DATA FOR PROCESSING:
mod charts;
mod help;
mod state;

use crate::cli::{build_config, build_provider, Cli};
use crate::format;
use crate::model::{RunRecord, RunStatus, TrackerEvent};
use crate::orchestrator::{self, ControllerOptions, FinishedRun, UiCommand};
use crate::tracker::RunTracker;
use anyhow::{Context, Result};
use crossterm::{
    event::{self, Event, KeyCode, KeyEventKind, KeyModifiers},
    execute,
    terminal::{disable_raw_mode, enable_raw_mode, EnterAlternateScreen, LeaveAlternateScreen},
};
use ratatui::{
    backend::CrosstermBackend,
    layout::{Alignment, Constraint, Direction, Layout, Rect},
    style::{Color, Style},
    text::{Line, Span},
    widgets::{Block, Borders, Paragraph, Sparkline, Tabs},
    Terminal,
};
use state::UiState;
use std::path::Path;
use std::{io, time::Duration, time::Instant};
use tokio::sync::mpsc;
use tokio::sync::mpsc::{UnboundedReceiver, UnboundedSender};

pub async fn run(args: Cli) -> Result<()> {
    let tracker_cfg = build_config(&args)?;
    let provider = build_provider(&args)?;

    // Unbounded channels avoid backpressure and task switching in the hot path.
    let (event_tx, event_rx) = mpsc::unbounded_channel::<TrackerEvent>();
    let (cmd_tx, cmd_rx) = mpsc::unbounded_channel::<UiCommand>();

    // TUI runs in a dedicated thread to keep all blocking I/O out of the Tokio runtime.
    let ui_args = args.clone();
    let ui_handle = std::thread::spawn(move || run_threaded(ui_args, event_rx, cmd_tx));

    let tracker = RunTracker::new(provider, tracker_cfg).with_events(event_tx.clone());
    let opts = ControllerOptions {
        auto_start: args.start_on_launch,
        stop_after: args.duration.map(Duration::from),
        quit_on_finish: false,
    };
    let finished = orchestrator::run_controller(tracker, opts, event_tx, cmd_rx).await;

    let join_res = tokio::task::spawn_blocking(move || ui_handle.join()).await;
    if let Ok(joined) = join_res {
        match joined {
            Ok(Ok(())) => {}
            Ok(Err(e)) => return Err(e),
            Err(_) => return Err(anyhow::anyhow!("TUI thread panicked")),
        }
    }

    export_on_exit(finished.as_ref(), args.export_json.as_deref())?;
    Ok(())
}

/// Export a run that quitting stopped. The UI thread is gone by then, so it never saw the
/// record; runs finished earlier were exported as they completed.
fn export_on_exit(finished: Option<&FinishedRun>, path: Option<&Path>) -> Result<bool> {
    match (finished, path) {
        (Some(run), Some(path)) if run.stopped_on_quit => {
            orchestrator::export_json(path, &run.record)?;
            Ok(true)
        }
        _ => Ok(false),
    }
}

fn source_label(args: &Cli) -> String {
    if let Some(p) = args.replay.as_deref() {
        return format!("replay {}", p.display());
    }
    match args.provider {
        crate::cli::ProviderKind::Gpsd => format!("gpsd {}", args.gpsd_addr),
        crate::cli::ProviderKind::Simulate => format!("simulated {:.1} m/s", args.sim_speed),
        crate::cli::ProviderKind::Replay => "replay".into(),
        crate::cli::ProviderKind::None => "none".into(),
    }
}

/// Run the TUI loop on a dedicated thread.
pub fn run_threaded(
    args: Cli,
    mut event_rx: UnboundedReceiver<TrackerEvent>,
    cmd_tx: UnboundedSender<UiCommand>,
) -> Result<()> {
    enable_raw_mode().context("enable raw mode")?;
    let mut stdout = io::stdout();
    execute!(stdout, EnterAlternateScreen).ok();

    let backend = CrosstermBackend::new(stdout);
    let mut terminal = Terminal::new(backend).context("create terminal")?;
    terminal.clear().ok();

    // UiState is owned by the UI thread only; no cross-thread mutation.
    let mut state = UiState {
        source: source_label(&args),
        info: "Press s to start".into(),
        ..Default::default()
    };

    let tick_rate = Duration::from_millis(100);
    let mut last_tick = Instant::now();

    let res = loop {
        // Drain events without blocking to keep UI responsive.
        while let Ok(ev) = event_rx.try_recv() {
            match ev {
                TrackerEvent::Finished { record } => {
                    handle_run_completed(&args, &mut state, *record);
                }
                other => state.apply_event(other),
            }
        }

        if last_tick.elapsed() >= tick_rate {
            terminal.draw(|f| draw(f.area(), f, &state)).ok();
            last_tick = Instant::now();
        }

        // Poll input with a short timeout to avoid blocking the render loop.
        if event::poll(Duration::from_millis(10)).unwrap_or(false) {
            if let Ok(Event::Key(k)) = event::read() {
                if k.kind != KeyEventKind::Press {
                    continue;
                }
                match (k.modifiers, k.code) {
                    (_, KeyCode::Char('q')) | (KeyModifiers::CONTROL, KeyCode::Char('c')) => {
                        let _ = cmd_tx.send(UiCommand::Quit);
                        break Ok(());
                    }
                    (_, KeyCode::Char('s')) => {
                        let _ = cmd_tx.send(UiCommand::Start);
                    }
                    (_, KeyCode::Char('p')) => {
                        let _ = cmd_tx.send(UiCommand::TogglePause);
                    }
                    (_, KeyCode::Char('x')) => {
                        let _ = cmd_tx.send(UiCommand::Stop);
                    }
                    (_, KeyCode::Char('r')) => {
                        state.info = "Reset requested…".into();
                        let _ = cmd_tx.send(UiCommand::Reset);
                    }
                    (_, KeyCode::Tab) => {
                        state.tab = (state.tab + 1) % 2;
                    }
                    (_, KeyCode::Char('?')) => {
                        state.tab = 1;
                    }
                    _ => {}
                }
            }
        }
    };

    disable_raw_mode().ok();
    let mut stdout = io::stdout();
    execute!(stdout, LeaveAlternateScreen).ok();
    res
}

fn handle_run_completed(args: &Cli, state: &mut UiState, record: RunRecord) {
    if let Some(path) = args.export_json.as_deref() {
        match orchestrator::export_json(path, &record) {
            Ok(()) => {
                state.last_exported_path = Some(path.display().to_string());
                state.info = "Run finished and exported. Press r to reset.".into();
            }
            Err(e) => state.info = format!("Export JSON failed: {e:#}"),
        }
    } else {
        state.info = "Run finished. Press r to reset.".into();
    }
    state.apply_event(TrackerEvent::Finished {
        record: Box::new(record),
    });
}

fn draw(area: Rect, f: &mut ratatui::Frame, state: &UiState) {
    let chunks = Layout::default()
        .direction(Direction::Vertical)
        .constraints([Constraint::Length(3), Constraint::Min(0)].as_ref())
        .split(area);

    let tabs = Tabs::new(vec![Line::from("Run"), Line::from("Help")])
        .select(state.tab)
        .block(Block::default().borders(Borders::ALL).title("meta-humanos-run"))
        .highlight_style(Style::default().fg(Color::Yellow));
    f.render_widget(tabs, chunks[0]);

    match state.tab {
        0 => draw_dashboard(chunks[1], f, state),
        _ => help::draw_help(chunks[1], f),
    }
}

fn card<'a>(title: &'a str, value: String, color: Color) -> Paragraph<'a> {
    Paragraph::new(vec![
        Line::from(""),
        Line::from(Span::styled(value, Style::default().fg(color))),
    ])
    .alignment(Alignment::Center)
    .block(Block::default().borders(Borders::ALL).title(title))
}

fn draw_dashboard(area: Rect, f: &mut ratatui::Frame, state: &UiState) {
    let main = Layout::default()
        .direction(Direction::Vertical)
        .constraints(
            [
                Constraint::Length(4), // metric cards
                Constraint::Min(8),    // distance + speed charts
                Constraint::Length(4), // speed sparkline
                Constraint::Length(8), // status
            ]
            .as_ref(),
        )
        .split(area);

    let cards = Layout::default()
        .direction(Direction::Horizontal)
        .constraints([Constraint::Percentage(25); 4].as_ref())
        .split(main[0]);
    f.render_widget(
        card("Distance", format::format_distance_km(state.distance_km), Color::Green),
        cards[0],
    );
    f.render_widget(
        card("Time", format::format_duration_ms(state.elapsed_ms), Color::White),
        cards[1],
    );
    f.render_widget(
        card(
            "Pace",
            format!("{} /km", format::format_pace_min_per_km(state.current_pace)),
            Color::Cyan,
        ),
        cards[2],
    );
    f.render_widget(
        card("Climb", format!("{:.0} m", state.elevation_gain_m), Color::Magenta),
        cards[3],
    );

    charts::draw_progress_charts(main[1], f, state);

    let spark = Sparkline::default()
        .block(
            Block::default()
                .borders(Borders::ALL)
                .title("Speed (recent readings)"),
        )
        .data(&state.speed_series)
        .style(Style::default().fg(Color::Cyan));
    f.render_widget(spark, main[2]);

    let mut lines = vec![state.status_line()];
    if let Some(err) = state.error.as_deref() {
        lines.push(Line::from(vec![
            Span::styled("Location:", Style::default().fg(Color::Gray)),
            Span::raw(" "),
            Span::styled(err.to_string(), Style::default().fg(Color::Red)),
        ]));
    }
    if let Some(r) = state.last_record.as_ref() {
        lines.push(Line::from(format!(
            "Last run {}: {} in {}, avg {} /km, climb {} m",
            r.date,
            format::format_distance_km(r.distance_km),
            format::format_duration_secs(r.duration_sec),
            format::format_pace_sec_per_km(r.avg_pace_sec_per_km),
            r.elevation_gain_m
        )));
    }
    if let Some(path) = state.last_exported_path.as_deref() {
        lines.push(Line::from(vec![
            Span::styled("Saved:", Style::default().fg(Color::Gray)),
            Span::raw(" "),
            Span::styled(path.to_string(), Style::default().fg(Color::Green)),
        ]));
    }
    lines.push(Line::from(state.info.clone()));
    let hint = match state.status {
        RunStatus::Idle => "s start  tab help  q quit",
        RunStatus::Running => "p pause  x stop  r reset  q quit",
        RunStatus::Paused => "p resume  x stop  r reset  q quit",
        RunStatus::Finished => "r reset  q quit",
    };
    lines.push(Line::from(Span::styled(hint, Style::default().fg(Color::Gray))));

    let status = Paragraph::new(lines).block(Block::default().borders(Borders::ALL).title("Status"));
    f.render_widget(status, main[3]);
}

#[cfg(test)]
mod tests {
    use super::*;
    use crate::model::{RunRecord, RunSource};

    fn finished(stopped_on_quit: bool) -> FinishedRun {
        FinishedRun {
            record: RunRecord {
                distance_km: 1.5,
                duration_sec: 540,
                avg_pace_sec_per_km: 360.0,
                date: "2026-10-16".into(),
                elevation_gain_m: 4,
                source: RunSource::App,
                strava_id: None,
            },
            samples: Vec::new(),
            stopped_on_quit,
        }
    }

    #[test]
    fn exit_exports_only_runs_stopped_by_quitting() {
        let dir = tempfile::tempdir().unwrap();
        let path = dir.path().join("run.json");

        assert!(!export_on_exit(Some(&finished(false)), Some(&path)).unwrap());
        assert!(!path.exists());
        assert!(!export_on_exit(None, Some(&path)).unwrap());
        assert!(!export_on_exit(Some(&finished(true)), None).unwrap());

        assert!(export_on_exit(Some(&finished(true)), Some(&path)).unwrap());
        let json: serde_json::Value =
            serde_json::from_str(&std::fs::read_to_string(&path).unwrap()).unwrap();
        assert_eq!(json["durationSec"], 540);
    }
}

==

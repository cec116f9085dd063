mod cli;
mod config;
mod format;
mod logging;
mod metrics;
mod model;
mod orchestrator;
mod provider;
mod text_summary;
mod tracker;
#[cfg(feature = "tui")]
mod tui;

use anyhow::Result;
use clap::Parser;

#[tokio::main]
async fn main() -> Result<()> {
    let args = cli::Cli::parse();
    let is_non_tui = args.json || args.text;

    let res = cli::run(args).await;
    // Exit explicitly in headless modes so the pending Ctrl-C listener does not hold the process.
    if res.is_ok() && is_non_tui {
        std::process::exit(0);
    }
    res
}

YOUR ASSIGNMENT:
Output the lines of the records above exactly as they appear, from the line containing "mod charts;" through the line containing "use crate::tracker::RunTracker;".

ANSWER SECTION:
mod charts;
mod help;
mod state;

use crate::cli::{build_config, build_provider, Cli};
use crate::format;
use crate::model::{RunRecord, RunStatus, TrackerEvent};
use crate::orchestrator::{self, ControllerOptions, FinishedRun, UiCommand};
use crate::tracker::RunTracker;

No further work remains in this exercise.